In this webpage, we will see why ordinary least squares multiple regression simply does not work well when analyzing data like we have here: data where a preponderance of the observations on the dependent variable are zero and where the variable values are geographically autocorrelated. Not only do the standard assumptions made by ordinary least squares regression logic fail to hold, but the model does a lousy job at predicting the bicycle mode share, too. In the following webpages, I attempt to overcome these problems using more developed versions of regression modeling, namely a spatially autoregressive and a Tobit regression model, but to limited avail. Machine learning techniques work much better. Before then, though, let's take a look at multiple regression analysis.
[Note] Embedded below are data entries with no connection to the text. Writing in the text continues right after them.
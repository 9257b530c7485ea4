//! CLI commands for the terminal views

use crate::reports::{AnalysisReport, DashboardReport, ExpensesReport};
use crate::services::Assessment;

/// Which view(s) to print
#[derive(Debug, Clone, Copy, PartialEq, Eq)]
pub enum View {
    /// Risk tier, obligations overview and affordability guidelines
    Dashboard,
    /// Itemized expenses by group
    Expenses,
    /// Breakdown, recommendations and annual projections
    Analysis,
    /// All three views in order
    All,
}

/// Render a view of the assessment
pub fn render_view(assessment: &Assessment, view: View, color: bool) -> String {
    match view {
        View::Dashboard => DashboardReport::generate(assessment).format_terminal(color),
        View::Expenses => ExpensesReport::generate(assessment).format_terminal(),
        View::Analysis => AnalysisReport::generate(assessment).format_terminal(color),
        View::All => [View::Dashboard, View::Expenses, View::Analysis]
            .into_iter()
            .map(|v| render_view(assessment, v, color))
            .collect::<Vec<_>>()
            .join("\n"),
    }
}

/// Print a view to stdout
pub fn handle_view_command(assessment: &Assessment, view: View, color: bool) {
    print!("{}", render_view(assessment, view, color));
}

#[cfg(test)]
mod tests {
    use super::*;
    use crate::models::AffordabilityInputs;
    use crate::services::AffordabilityService;

    #[test]
    fn test_all_contains_every_view() {
        let inputs = AffordabilityInputs::baseline();
        let assessment = AffordabilityService::new(&inputs).assess();
        let output = render_view(&assessment, View::All, false);

        let dashboard = output.find("Mortgage Affordability Dashboard").unwrap();
        let expenses = output.find("Detailed Expenses").unwrap();
        let analysis = output.find("Expense Analysis").unwrap();
        assert!(dashboard < expenses && expenses < analysis);
    }
}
Standard multivariate regression modeling assumes a linear relationship between the dependent variable -- the bicycle mode share variable in our case -- and each explanatory variable: the bicycle network density, distance to CBD, university degree share, and blue collar share variables. It assumes a stochastic relationship, with a random error term, assumed to be independently and normally distributed with a constant variance and a mean value of zero.
The vector, y, contains the values of the dependent variable. the matrix, X, has a value of 1 in the first entry of each row, followed by the values for the explanatory variables in the remaining entries. X is postmultiplied by a vector, beta, containing the intercept term for the regression equation as its first element, followed by the coefficients for the explanatory variables. The vector, epsilon, containing the random errors appears at the end of the equation.
Although it is difficult to imagine that overfitting the data might be an issue in a linear model with a sample size of 7872 and only four explanatory variables, I nevertheless estimated the model on a randomly selected sub-sample, or training sample, containing 80 percent of the records. I held back the remaining 20 percent as a test sub-sample to ascertain model fit. I did this in order to facilitate comparisons with the machine learning approaches that I use later, where overfitting of the data can rear its head. (I use the exact same train-test split, with the exact same sub-samples, in the machine learning models.)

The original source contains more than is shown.